L’ascension jusqu’au quatrième lui parut interminable. Au bout de la coursive baillait la porte ouverte de leur logement. Elle inspira pour lutter contre la raideur qui se propageait à ses muscles ; l’air qu’elle maintenait à toute force pour éviter de s’effondrer lui échappa en un hoquet horrifié lorsqu’elle put voir par-delà le seuil de l’appartement.

Assise à même le sol, Yue ramassait les bris éparpillés de son carrousel.

Io Ruh s’était imaginé un axe tordu, une pièce égratignée ou une patte d’équidé cassé… La réalité était plus grave que tout, plus triste tout.

Les dernières forces de l’esclave l’abonnèrent. Elle dut s’agenouiller pour ne pas défaillir.

— Je suis… infiniment désolée, Mestresse.

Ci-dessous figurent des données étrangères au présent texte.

//! # Tree Command Implementation
//!
//! This module implements the `tree` subcommand, which displays the entity
//! tree of a model in a hierarchical format.
//!
//! ## Functionality
//!
//! - **Anchor paths**: every anchor is shown with its path and owning resource
//! - **Inlined nodes**: chain descendants are marked with the path of the
//!   anchor whose value they are folded into
//! - **Depth Control**: Supports `--depth` flag to limit tree depth

use anyhow::Result;
use clap::Args;
use ptree::{print_tree, TreeItem};

use entity_patch::model::{ConfigNode, ResourceId};
use entity_patch::path::{child_segments, render_path, PathSegment};
use entity_patch::resolve::resolve;

use super::ModelArgs;

/// Display the anchors of a model with their paths and resources
#[derive(Args, Debug)]
pub struct TreeArgs {
    #[command(flatten)]
    pub input: ModelArgs,

    /// Maximum depth to display in the tree.
    ///
    /// If not specified, displays the full tree. Use 0 to show only the root.
    #[arg(long, value_name = "NUM")]
    pub depth: Option<usize>,
}

/// Execute the `tree` command.
pub fn execute(args: TreeArgs) -> Result<()> {
    let tree = args.input.load()?;
    let root = build_tree_node(
        &tree,
        None,
        &mut Vec::new(),
        false,
        args.depth.unwrap_or(usize::MAX),
        0,
    )?;
    print_tree(&root).map_err(|e| anyhow::anyhow!("Failed to display tree: {}", e))?;
    Ok(())
}

/// Build a display node for `node` and its descendants.
fn build_tree_node(
    node: &dyn ConfigNode,
    inherited: Option<&ResourceId>,
    segments: &mut Vec<PathSegment>,
    inlined: bool,
    max_depth: usize,
    current_depth: usize,
) -> Result<TreeNode> {
    let resource = resolve(node, inherited)?;
    let path = render_path(segments);
    let label = if inlined {
        format!("{} (inlined at {}) [{}]", node.kind_name(), path, resource)
    } else {
        format!("{} {} [{}]", node.kind_name(), path, resource)
    };

    let mut children = Vec::new();
    if current_depth < max_depth {
        for slot in node.relation_slots() {
            let related = node.related(&slot.name);
            if inlined || !slot.is_anchor() {
                for child in related {
                    children.push(build_tree_node(
                        child,
                        Some(resource),
                        segments,
                        true,
                        max_depth,
                        current_depth + 1,
                    )?);
                }
                continue;
            }
            let slot_segments = child_segments(&slot.name, &slot.cardinality, &related)?;
            for (child, segment) in related.into_iter().zip(slot_segments) {
                segments.push(segment);
                let built = build_tree_node(
                    child,
                    Some(resource),
                    segments,
                    false,
                    max_depth,
                    current_depth + 1,
                );
                segments.pop();
                children.push(built?);
            }
        }
    }

    Ok(TreeNode { label, children })
}

/// Tree node structure for ptree visualization
#[derive(Clone, Debug)]
struct TreeNode {
    label: String,
    children: Vec<TreeNode>,
}

impl TreeItem for TreeNode {
    type Child = TreeNode;

    fn write_self<W: std::io::Write>(
        &self,
        f: &mut W,
        _style: &ptree::Style,
    ) -> std::io::Result<()> {
        write!(f, "{}", self.label)
    }

    fn children(&self) -> std::borrow::Cow<'_, [Self::Child]> {
        std::borrow::Cow::Borrowed(&self.children)
    }
}
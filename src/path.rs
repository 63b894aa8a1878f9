//! Path expressions addressing anchor nodes.
//!
//! The root of a serialization call has the path `.`. Every anchor traversal
//! below it adds one segment: the slot name for single-valued slots, or
//! `slot[indexField=value]` for `many` slots. Chain traversals add nothing,
//! since chain descendants live inside their anchor's value. Segments are
//! joined with `/`.

use std::collections::HashSet;
use std::fmt;

use serde_json::Value;

use crate::error::{Error, Result};
use crate::model::{Cardinality, ConfigNode, SlotKind};

/// Path of the root anchor.
pub const ROOT_PATH: &str = ".";

/// One segment of a path expression.
#[derive(Clone, Debug, PartialEq, Eq)]
pub enum PathSegment {
    /// A single-valued slot: `cfg`
    Key(String),
    /// A list element picked by its index field: `items[name=a]`
    Select {
        key: String,
        index_field: String,
        value: String,
    },
}

impl PathSegment {
    pub fn key(&self) -> &str {
        match self {
            PathSegment::Key(key) => key,
            PathSegment::Select { key, .. } => key,
        }
    }
}

impl fmt::Display for PathSegment {
    fn fmt(&self, f: &mut fmt::Formatter<'_>) -> fmt::Result {
        match self {
            PathSegment::Key(key) => f.write_str(key),
            PathSegment::Select {
                key,
                index_field,
                value,
            } => write!(f, "{}[{}={}]", key, index_field, value),
        }
    }
}

/// Render a segment chain as a path string.
pub fn render_path(segments: &[PathSegment]) -> String {
    if segments.is_empty() {
        return ROOT_PATH.to_string();
    }
    segments
        .iter()
        .map(ToString::to_string)
        .collect::<Vec<_>>()
        .join("/")
}

/// Text form of an index value: strings as-is, anything else as JSON.
pub fn render_index_value(value: &Value) -> String {
    match value {
        Value::String(text) => text.clone(),
        other => other.to_string(),
    }
}

/// The index value of one child of a `many` slot.
pub fn index_value(slot: &str, index_field: &str, node: &dyn ConfigNode) -> Result<String> {
    node.scalar_fields()
        .get(index_field)
        .map(render_index_value)
        .ok_or_else(|| Error::MissingIndexField {
            slot: slot.to_string(),
            index_field: index_field.to_string(),
        })
}

/// Index values of all children of a `many` slot, in list order.
///
/// Fails when two siblings share a value, since their paths would collide.
pub fn index_values(
    slot: &str,
    index_field: &str,
    children: &[&dyn ConfigNode],
) -> Result<Vec<String>> {
    let mut seen = HashSet::with_capacity(children.len());
    let mut values = Vec::with_capacity(children.len());
    for child in children {
        let value = index_value(slot, index_field, *child)?;
        if !seen.insert(value.clone()) {
            return Err(Error::DuplicateIndex {
                slot: slot.to_string(),
                index_field: index_field.to_string(),
                value,
            });
        }
        values.push(value);
    }
    Ok(values)
}

/// Segments for each child of an anchor slot, in list order.
pub fn child_segments(
    slot_name: &str,
    cardinality: &Cardinality,
    children: &[&dyn ConfigNode],
) -> Result<Vec<PathSegment>> {
    match cardinality {
        Cardinality::Many { index_field } => Ok(index_values(slot_name, index_field, children)?
            .into_iter()
            .map(|value| PathSegment::Select {
                key: slot_name.to_string(),
                index_field: index_field.clone(),
                value,
            })
            .collect()),
        _ => Ok(children
            .iter()
            .map(|_| PathSegment::Key(slot_name.to_string()))
            .collect()),
    }
}

/// Follow `steps` from `root` and return the path of the node reached.
///
/// Each step names a slot and the position of a child in it. Chain steps are
/// followed but add no segment, so the result addresses the nearest anchor.
pub fn path_to(root: &dyn ConfigNode, steps: &[(&str, usize)]) -> Result<String> {
    let mut current = root;
    let mut segments = Vec::new();

    for (slot_name, position) in steps {
        let slot = current
            .relation_slots()
            .iter()
            .find(|slot| slot.name == *slot_name)
            .ok_or_else(|| Error::Schema {
                message: format!(
                    "kind '{}' has no relation named '{}'",
                    current.kind_name(),
                    slot_name
                ),
            })?;
        let children = current.related(slot_name);
        let child = *children.get(*position).ok_or_else(|| Error::Schema {
            message: format!(
                "relation '{}' has {} children, no child at position {}",
                slot_name,
                children.len(),
                position
            ),
        })?;

        let segment = child_segments(slot_name, &slot.cardinality, &children)?.swap_remove(*position);
        if slot.kind == SlotKind::Anchor {
            segments.push(segment);
        }
        current = child;
    }

    Ok(render_path(&segments))
}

Yue ne leva pas les yeux, concentrée sur son travail de recomposition, rendant une par une leurs pattes et autres appendices aux six petits chevaux de bois du manège détruit.

— Puis-je aider ma mestresse à…

— Non. Si tu voulais aider, il fallait l’empêcher de toucher à mes affaires.

Le ton sentencieux de Yue rencogna douloureusement les mots de Io Ruh au fond de sa gorge. L’esclave dut se faire violence pour reprendre la parole.

— Ma négligence est inexcusable, s’inclina-t-elle. Je n’ai pas su faire respecter les règles de ma mestresse. À cause de moi, son jouet préféré est inutilisable. Pour autant, je supplie ma mestresse de croire que j’ai essayé de…

— Tu crois que ça suffit d’essayer ? l’interrompit une seconde fois Yue.

Sa voix s’était chargée de sanglots réprimés, ses poings à en faire saillir les veines, son regard toujours fuyant…

— Va t’agenouiller devant la porte. Je veux pas être dérangée avant d’avoir fini.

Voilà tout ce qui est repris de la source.